Both these bars seem to be late-night haunts-we'll have to wait and see how Café de Lima fares with its earlier gigs. For pre-drinks and post-work bevvies, Le Petit Medley, at the corner of Saint-Hubert and Bellechasse, offers a different flavour. When I visited on a Wednesday night around 6 PM the place had a very nice buzz going on, while up the street Soho was almost empty. Both bars have similar atmospheres, with Soho's leaning slightly closer to that of a pub's while Le Petit Medley inclines more towards the chic side. Still, it proves the street can offer people lots of choice, a key for any area's success.
As I waited at the bar of Le Petit Medley to speak with the manager-the gregarious Liel Plamondon-I noticed French and English conversations and many customers chatting familiarly with the bar staff. Plamondon told me that the small plaques posted around the bar engraved with people's names honour the bar's regulars. The bar has been open for five years.

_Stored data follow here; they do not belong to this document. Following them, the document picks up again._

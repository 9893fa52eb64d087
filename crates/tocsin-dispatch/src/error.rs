//! Error types for the tocsin-dispatch crate.

use thiserror::Error;
use tocsin_core::CoreError;
use tocsin_silence::SilenceError;

/// Errors that can occur while configuring or driving dispatch.
#[derive(Debug, Error)]
pub enum DispatchError {
    /// The routing tree definition is malformed.
    #[error("invalid route '{route}': {reason}")]
    InvalidRoute {
        /// The id of the offending route node ("0" is the root).
        route: String,
        /// The reason the route is invalid.
        reason: String,
    },

    /// A route or alert references a receiver that is not configured.
    #[error("unknown receiver: {name}")]
    UnknownReceiver {
        /// The missing receiver name.
        name: String,
    },

    /// Two receivers share the same name.
    #[error("duplicate receiver: {name}")]
    DuplicateReceiver {
        /// The duplicated receiver name.
        name: String,
    },

    /// A receiver definition is malformed.
    #[error("invalid receiver: {reason}")]
    InvalidReceiver {
        /// The reason the receiver is invalid.
        reason: String,
    },

    /// A matcher in the configuration is invalid.
    #[error("matcher error: {0}")]
    Matcher(#[from] CoreError),

    /// One or more integrations of a receiver failed to build.
    #[error("invalid integrations for receiver '{receiver}': {}", .failures.join("; "))]
    IntegrationBuild {
        /// The receiver whose integrations failed.
        receiver: String,
        /// One message per failed integration.
        failures: Vec<String>,
    },

    /// Some alerts of an admission batch were rejected. The rest of the
    /// batch was still admitted.
    #[error("{} alert(s) rejected at admission", .rejected.len())]
    AlertsRejected {
        /// Batch index and reason for each rejected alert.
        rejected: Vec<(usize, String)>,
    },

    /// A silence operation failed.
    #[error("silence error: {0}")]
    Silence(#[from] SilenceError),
}

/// Result type for dispatch operations.
pub type Result<T> = std::result::Result<T, DispatchError>;
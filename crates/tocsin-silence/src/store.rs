//! The silence store.

use std::collections::HashMap;
use std::sync::Arc;

use chrono::{DateTime, Duration, Utc};
use parking_lot::RwLock;
use tocsin_core::{LabelSet, Matcher, matches_all};
use tracing::{debug, info};
use uuid::Uuid;

use crate::error::{Result, SilenceError};
use crate::types::{Silence, SilenceState};

/// Configuration for the silence store.
#[derive(Debug, Clone)]
pub struct SilenceStoreConfig {
    /// How long expired silences are kept before garbage collection
    /// (in seconds).
    pub retention_secs: u64,
}

impl Default for SilenceStoreConfig {
    fn default() -> Self {
        Self {
            retention_secs: 86_400, // 24 hours
        }
    }
}

/// Thread-safe store of silence records.
///
/// Silences are immutable once stored: every mutation (edit, expiry) replaces
/// the record under its ID with a fresh `updated_at`, so concurrent readers
/// never observe a partially written silence. Records are removed only by
/// [`SilenceStore::gc`] once they have been expired longer than the
/// configured retention.
#[derive(Debug, Clone)]
pub struct SilenceStore {
    config: SilenceStoreConfig,
    silences: Arc<RwLock<HashMap<String, Silence>>>,
}

impl SilenceStore {
    /// Creates a store with default configuration.
    #[must_use]
    pub fn new() -> Self {
        Self::with_config(SilenceStoreConfig::default())
    }

    /// Creates a store with custom configuration.
    #[must_use]
    pub fn with_config(config: SilenceStoreConfig) -> Self {
        Self {
            config,
            silences: Arc::new(RwLock::new(HashMap::new())),
        }
    }

    /// Stores a silence, returning its ID.
    ///
    /// A silence without an ID gets a generated one. Storing a silence whose
    /// ID already exists replaces the previous version — this is the only
    /// edit mechanism. `updated_at` is refreshed on every store.
    ///
    /// # Errors
    ///
    /// Returns the validation error if the silence window or matcher set is
    /// invalid.
    pub fn create(&self, mut silence: Silence) -> Result<String> {
        silence.validate()?;

        if silence.id.is_empty() {
            silence.id = Uuid::new_v4().to_string();
        }
        silence.updated_at = Utc::now();

        let id = silence.id.clone();
        let replaced = self.silences.write().insert(id.clone(), silence).is_some();

        info!(silence_id = %id, replaced, "stored silence");
        Ok(id)
    }

    /// Expires a silence by setting its end time to now.
    ///
    /// A pending silence collapses to an empty window starting now; an
    /// already expired silence is left untouched. The record is replaced,
    /// never mutated in place, and never physically removed here.
    ///
    /// # Errors
    ///
    /// Returns [`SilenceError::NotFound`] if no silence has the given ID.
    pub fn expire(&self, id: &str) -> Result<()> {
        let mut silences = self.silences.write();
        let existing = silences.get(id).ok_or_else(|| SilenceError::NotFound {
            id: id.to_string(),
        })?;

        let now = Utc::now();
        let mut replacement = existing.clone();
        match replacement.state(now) {
            SilenceState::Expired => return Ok(()),
            SilenceState::Pending => {
                replacement.starts_at = now;
                replacement.ends_at = now;
            }
            SilenceState::Active => replacement.ends_at = now,
        }
        replacement.updated_at = now;
        silences.insert(id.to_string(), replacement);

        info!(silence_id = %id, "expired silence");
        Ok(())
    }

    /// Returns a silence by ID.
    #[must_use]
    pub fn get(&self, id: &str) -> Option<Silence> {
        self.silences.read().get(id).cloned()
    }

    /// Lists silences consistent with the filter matchers.
    ///
    /// The filter is applied to each silence's `name -> pattern` projection.
    /// The result is ordered: active silences by soonest end first, then
    /// pending by soonest start first, then expired most-recently-ended
    /// first. Callers rely on this ordering.
    #[must_use]
    pub fn list(&self, filter: &[Matcher]) -> Vec<Silence> {
        let now = Utc::now();
        let mut active = Vec::new();
        let mut pending = Vec::new();
        let mut expired = Vec::new();

        for silence in self.silences.read().values() {
            if !matches_all(filter, &silence.matcher_labels()) {
                continue;
            }
            match silence.state(now) {
                SilenceState::Active => active.push(silence.clone()),
                SilenceState::Pending => pending.push(silence.clone()),
                SilenceState::Expired => expired.push(silence.clone()),
            }
        }

        active.sort_by_key(|s| s.ends_at);
        pending.sort_by_key(|s| s.starts_at);
        expired.sort_by(|a, b| b.ends_at.cmp(&a.ends_at));

        let mut out = active;
        out.append(&mut pending);
        out.append(&mut expired);
        out
    }

    /// Returns the IDs of all silences actively suppressing the labels at
    /// `now`, in ID order.
    #[must_use]
    pub fn silenced_by(&self, labels: &LabelSet, now: DateTime<Utc>) -> Vec<String> {
        let mut ids: Vec<String> = self
            .silences
            .read()
            .values()
            .filter(|s| s.suppresses(labels, now))
            .map(|s| s.id.clone())
            .collect();
        ids.sort();
        ids
    }

    /// Returns true if any active silence matches the labels at `now`.
    #[must_use]
    pub fn is_silenced(&self, labels: &LabelSet, now: DateTime<Utc>) -> bool {
        self.silences
            .read()
            .values()
            .any(|s| s.suppresses(labels, now))
    }

    /// Removes silences that have been expired longer than the retention
    /// window. Returns the number of records removed.
    pub fn gc(&self, now: DateTime<Utc>) -> usize {
        let retention = Duration::seconds(self.config.retention_secs as i64);
        let mut silences = self.silences.write();
        let before = silences.len();
        silences.retain(|_, s| s.ends_at + retention > now);
        let removed = before - silences.len();

        if removed > 0 {
            debug!(removed, "garbage collected silences");
        }
        removed
    }

    /// Returns all silence records for persistence.
    ///
    /// The caller owns the snapshot format and file handling; records are
    /// plain serde-serializable values.
    #[must_use]
    pub fn snapshot(&self) -> Vec<Silence> {
        self.silences.read().values().cloned().collect()
    }

    /// Replaces the store contents with a previously taken snapshot.
    pub fn restore(&self, records: Vec<Silence>) {
        let mut silences = self.silences.write();
        silences.clear();
        for silence in records {
            silences.insert(silence.id.clone(), silence);
        }
        info!(count = silences.len(), "restored silences from snapshot");
    }

    /// Returns the number of stored silences, including expired ones.
    #[must_use]
    pub fn len(&self) -> usize {
        self.silences.read().len()
    }

    /// Returns true if the store holds no silences.
    #[must_use]
    pub fn is_empty(&self) -> bool {
        self.silences.read().is_empty()
    }
}

impl Default for SilenceStore {
    fn default() -> Self {
        Self::new()
    }
}
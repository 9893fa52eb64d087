//! Silences for the Tocsin notification dispatcher.
//!
//! A silence is a time-bounded rule that suppresses notifications for alerts
//! whose labels match its matcher set. Silences are immutable once created:
//! "editing" one replaces the record wholesale with a fresh `updated_at`, and
//! deleting one sets its end time to now. Expired records linger for a
//! retention window before garbage collection removes them, so operators can
//! still inspect what was silenced recently.
//!
//! # Example
//!
//! ```rust
//! use chrono::{Duration, Utc};
//! use tocsin_core::{LabelSet, Matcher};
//! use tocsin_silence::{Silence, SilenceStore};
//!
//! let store = SilenceStore::new();
//! let silence = Silence::new(
//!     vec![Matcher::equal("team", "db")],
//!     Utc::now(),
//!     Utc::now() + Duration::hours(4),
//!     "admin",
//!     "Maintenance window",
//! ).unwrap();
//! let id = store.create(silence).unwrap();
//!
//! let labels: LabelSet = [("team", "db"), ("severity", "critical")].into_iter().collect();
//! assert_eq!(store.silenced_by(&labels, Utc::now()), vec![id]);
//! ```

#![forbid(unsafe_code)]
#![warn(missing_docs)]
#![warn(rustdoc::missing_crate_level_docs)]

pub mod error;
pub mod store;
pub mod types;

// Re-export main types at crate root
pub use error::{Result, SilenceError};
pub use store::{SilenceStore, SilenceStoreConfig};
pub use types::{Silence, SilenceState, silence_state};
use crate::integration::{DeliveryError, Integration, NotifyContext};

fn default_initial_delay_ms() -> u64 {
    500
}
fn default_max_delay_secs() -> u64 {
    30
}
fn default_multiplier() -> f64 {
    2.0
}
fn default_max_attempts() -> u32 {
    5
}
fn default_max_elapsed_secs() -> u64 {
    120
}
fn default_attempt_timeout_secs() -> u64 {
    30
}

/// Exponential backoff settings for the delivery stage.
#[derive(Debug, Clone, Serialize, Deserialize)]
pub struct RetryConfig {
    /// Delay before the first retry (in milliseconds).
    #[serde(default = "default_initial_delay_ms")]
    pub initial_delay_ms: u64,
    /// Ceiling on any single backoff delay (in seconds).
    #[serde(default = "default_max_delay_secs")]
    pub max_delay_secs: u64,
    /// Multiplier applied per attempt.
    #[serde(default = "default_multiplier")]
    pub multiplier: f64,
    /// Maximum number of delivery attempts, the first included.
    #[serde(default = "default_max_attempts")]
    pub max_attempts: u32,
    /// Budget for the whole retry loop (in seconds).
    #[serde(default = "default_max_elapsed_secs")]
    pub max_elapsed_secs: u64,
    /// Per-attempt timeout (in seconds). A timed-out attempt counts as a
    /// retryable failure and is abandoned, not killed mid-transport.
    #[serde(default = "default_attempt_timeout_secs")]
    pub attempt_timeout_secs: u64,
}

impl Default for RetryConfig {
    fn default() -> Self {
        Self {
            initial_delay_ms: default_initial_delay_ms(),
            max_delay_secs: default_max_delay_secs(),
            multiplier: default_multiplier(),
            max_attempts: default_max_attempts(),
            max_elapsed_secs: default_max_elapsed_secs(),
            attempt_timeout_secs: default_attempt_timeout_secs(),
        }
    }
}

impl RetryConfig {
    /// Calculates the backoff delay after the given attempt number.
    #[must_use]
    pub fn delay_for_attempt(&self, attempt: u32) -> Duration {
        let factor = self.multiplier.powi(attempt.saturating_sub(1) as i32);
        let delay_millis = (self.initial_delay_ms as f64 * factor) as u64;
        Duration::from_millis(delay_millis).min(Duration::from_secs(self.max_delay_secs))
    }

    fn max_elapsed(&self) -> Duration {
        Duration::from_secs(self.max_elapsed_secs)
    }

    fn attempt_timeout(&self) -> Duration {
        Duration::from_secs(self.attempt_timeout_secs)
    }
}

/// How one integration branch of a pipeline run ended.
#[derive(Debug, Clone, PartialEq, Eq)]
pub enum IntegrationOutcome {
    /// The notification was delivered.
    Delivered {
        /// Number of attempts it took.
        attempts: u32,
    },
    /// Identical content was already sent within the repeat interval.
    Deduplicated,
    /// Delivery failed terminally or retries ran out.
    Failed {
        /// Number of attempts made.
        attempts: u32,
        /// Why delivery gave up.
        cause: String,
    },
}

/// The outcome of one integration branch.
#[derive(Debug, Clone, PartialEq, Eq)]
pub struct IntegrationResult {
    /// The integration kind name.
    pub integration: String,
    /// The integration's index within its receiver.
    pub index: u32,
    /// How the branch ended.
    pub outcome: IntegrationOutcome,
}

/// The outcome of a whole pipeline run for one (group, receiver) pair.
#[derive(Debug, Clone, PartialEq, Eq)]
pub enum RunOutcome {
    /// Every alert in the group was silenced; nothing reached delivery and
    /// no log entry was written.
    FullySilenced {
        /// How many alerts were suppressed.
        silenced: usize,
    },
    /// The per-integration stages ran; one result per integration.
    Completed {
        /// Branch results in integration order.
        results: Vec<IntegrationResult>,
    },
}

impl RunOutcome {
    /// Returns the number of branches that delivered.
    #[must_use]
    pub fn delivered(&self) -> usize {
        match self {
            Self::FullySilenced { .. } => 0,
            Self::Completed { results } => results
                .iter()
                .filter(|r| matches!(r.outcome, IntegrationOutcome::Delivered { .. }))
                .count(),
        }
    }

    /// Returns the number of branches that failed.
    #[must_use]
    pub fn failed(&self) -> usize {
        match self {
            Self::FullySilenced { .. } => 0,
            Self::Completed { results } => results
                .iter()
                .filter(|r| matches!(r.outcome, IntegrationOutcome::Failed { .. }))
                .count(),
        }
    }
}

/// Computes the content fingerprint of an alert set.
///
/// The hash covers each alert's identity and its firing/resolved status at
/// `now`, independent of ordering — a group whose membership and statuses are
/// unchanged fingerprints identically across runs.
#[must_use]
pub fn content_fingerprint(alerts: &[Alert], now: DateTime<Utc>) -> Fingerprint {
    let mut items: Vec<(u64, bool)> = alerts
        .iter()
        .map(|a| (a.fingerprint().value(), a.is_firing(now)))
        .collect();
    items.sort_unstable();

    let mut hasher = DefaultHasher::new();
    for item in items {
        item.hash(&mut hasher);
    }
    Fingerprint::from_raw(hasher.finish())
}
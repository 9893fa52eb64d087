//! Error types for the tocsin-silence crate.

use thiserror::Error;

/// Errors that can occur while managing silences.
#[derive(Debug, Error)]
pub enum SilenceError {
    /// No silence exists with the given ID.
    #[error("silence not found: {id}")]
    NotFound {
        /// The silence ID that was not found.
        id: String,
    },

    /// The silence time window is invalid.
    #[error("invalid silence window: {reason}")]
    InvalidWindow {
        /// The reason the window is invalid.
        reason: String,
    },

    /// The silence has no usable matchers.
    #[error("silence must have at least one matcher with a non-empty name")]
    NoMatchers,
}

/// Result type for silence operations.
pub type Result<T> = std::result::Result<T, SilenceError>;

#[cfg(test)]
mod tests {
    use super::*;

    #[test]
    fn error_display_not_found() {
        let err = SilenceError::NotFound {
            id: "abc-123".to_string(),
        };
        assert_eq!(err.to_string(), "silence not found: abc-123");
    }

    #[test]
    fn error_display_invalid_window() {
        let err = SilenceError::InvalidWindow {
            reason: "ends before it starts".to_string(),
        };
        assert_eq!(
            err.to_string(),
            "invalid silence window: ends before it starts"
        );
    }
}
//! Notification log keys and entries.

use std::fmt;

use chrono::{DateTime, Utc};
use serde::{Deserialize, Serialize};
use tocsin_core::Fingerprint;

/// The identity a log entry is recorded under.
///
/// One entry exists per `(group key, receiver, integration, index)` — the
/// index distinguishes multiple integrations of the same kind within one
/// receiver.
#[derive(Debug, Clone, PartialEq, Eq, Hash, Serialize, Deserialize)]
pub struct LogKey {
    /// The alert group key.
    pub group_key: String,
    /// The receiver name.
    pub receiver: String,
    /// The integration name within the receiver.
    pub integration: String,
    /// The integration's position in its receiver's integration list.
    pub integration_index: u32,
}

impl LogKey {
    /// Creates a log key.
    #[must_use]
    pub fn new(
        group_key: impl Into<String>,
        receiver: impl Into<String>,
        integration: impl Into<String>,
        integration_index: u32,
    ) -> Self {
        Self {
            group_key: group_key.into(),
            receiver: receiver.into(),
            integration: integration.into(),
            integration_index,
        }
    }
}

impl fmt::Display for LogKey {
    fn fmt(&self, f: &mut fmt::Formatter<'_>) -> fmt::Result {
        write!(
            f,
            "{}/{}/{}/{}",
            self.group_key, self.receiver, self.integration, self.integration_index
        )
    }
}

/// What was last sent under a [`LogKey`].
#[derive(Debug, Clone, Copy, PartialEq, Eq, Serialize, Deserialize)]
pub struct LogEntry {
    /// Content fingerprint of the notified alert set.
    pub fingerprint: Fingerprint,
    /// When the notification was delivered.
    pub timestamp: DateTime<Utc>,
}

In that weird-but-successful one-block stretch of shopping that is the Saint-Hubert strip, there are now four obvious nightlife selections, covering the evening-to-late shifts and offering food, drink and much in the way of tunage between them. But as Jane Jacobs (famous urban-planning analyst) once pointed out, a successful neighbourhood is a multi-functional neighbourhood. What cinches Saint-Hubert as a visit-worthy nightspot are things like the twenty-four-hour pig-out resto, Roi du Smoked Meat. On New Year's Eve, with grumbling bellies, a friend and I stumbled in there. A charming, older French career waitress served us smoked meat and poutine with such efficiency that I would have given the place a thumbs-up just for her. Fortunately, it's the food that counts, and I'll be damned if I've ever eaten a better, melt-in-your-mouth smoked-meat sandwich in all my life. It was the perfect complement to a great night out.